• What is expected
First find the line with "repository d74cb31e9f6d612a" in the entries below, then set down exactly every line through the line with "use std::process::Stdio;", that line included.

Data records START

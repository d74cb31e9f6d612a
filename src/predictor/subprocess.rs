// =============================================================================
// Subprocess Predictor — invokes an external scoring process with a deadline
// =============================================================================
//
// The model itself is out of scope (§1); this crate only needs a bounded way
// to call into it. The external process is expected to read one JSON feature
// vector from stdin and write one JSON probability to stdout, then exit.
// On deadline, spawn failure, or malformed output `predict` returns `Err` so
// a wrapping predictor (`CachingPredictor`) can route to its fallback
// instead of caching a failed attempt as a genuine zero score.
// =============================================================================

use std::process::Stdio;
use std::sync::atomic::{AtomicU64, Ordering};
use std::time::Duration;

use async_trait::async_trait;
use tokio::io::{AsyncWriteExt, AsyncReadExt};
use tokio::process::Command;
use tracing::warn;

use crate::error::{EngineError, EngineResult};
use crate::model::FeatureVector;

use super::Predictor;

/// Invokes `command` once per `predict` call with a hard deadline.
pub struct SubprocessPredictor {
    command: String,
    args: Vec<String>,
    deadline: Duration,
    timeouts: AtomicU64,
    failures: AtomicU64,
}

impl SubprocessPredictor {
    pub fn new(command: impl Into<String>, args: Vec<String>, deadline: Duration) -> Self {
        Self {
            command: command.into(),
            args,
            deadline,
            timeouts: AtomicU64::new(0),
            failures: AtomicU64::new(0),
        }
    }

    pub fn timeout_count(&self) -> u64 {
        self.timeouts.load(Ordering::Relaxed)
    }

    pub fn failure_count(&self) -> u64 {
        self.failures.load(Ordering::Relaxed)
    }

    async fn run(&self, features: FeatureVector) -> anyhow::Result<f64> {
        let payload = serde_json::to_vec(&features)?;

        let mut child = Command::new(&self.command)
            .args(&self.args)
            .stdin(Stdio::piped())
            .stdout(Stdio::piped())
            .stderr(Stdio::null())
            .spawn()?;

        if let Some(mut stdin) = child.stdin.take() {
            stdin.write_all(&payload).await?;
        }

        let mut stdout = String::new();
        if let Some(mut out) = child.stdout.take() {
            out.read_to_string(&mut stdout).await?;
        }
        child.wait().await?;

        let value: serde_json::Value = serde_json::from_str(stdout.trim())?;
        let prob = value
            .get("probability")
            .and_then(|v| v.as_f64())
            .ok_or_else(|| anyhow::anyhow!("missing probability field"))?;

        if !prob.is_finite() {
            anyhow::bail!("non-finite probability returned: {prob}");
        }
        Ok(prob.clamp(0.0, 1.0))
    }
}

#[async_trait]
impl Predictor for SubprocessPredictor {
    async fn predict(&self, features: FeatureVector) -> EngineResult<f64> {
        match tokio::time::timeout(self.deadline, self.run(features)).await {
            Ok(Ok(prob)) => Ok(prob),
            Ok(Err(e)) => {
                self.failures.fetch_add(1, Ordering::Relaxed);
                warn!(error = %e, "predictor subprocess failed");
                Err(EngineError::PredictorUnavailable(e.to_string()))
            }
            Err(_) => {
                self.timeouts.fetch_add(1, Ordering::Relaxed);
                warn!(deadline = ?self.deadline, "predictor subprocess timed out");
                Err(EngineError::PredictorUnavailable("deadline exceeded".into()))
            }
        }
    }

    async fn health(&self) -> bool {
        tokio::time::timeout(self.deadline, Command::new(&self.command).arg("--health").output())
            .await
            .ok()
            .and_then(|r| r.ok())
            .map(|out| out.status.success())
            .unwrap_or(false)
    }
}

Data records END
Data records START

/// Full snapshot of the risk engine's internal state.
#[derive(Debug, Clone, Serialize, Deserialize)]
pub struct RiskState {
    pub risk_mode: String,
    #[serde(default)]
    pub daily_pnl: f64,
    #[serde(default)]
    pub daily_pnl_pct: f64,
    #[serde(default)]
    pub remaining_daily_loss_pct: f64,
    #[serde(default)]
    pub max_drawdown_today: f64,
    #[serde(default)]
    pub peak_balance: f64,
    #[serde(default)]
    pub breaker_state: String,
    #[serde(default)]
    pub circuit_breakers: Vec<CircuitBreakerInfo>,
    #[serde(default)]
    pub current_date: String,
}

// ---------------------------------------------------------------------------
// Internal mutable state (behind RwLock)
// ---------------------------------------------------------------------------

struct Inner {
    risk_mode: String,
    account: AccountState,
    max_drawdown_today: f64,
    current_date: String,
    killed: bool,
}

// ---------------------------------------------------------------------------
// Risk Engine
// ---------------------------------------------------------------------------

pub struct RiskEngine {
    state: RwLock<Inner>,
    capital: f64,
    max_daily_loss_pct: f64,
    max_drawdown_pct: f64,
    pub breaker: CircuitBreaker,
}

Data records END

• Answer to the problem
repository d74cb31e9f6d612a
filename src/predictor/subprocess.rs
// =============================================================================
// Subprocess Predictor — invokes an external scoring process with a deadline
// =============================================================================
//
// The model itself is out of scope (§1); this crate only needs a bounded way
// to call into it. The external process is expected to read one JSON feature
// vector from stdin and write one JSON probability to stdout, then exit.
// On deadline, spawn failure, or malformed output `predict` returns `Err` so
// a wrapping predictor (`CachingPredictor`) can route to its fallback
// instead of caching a failed attempt as a genuine zero score.
// =============================================================================

use std::process::Stdio;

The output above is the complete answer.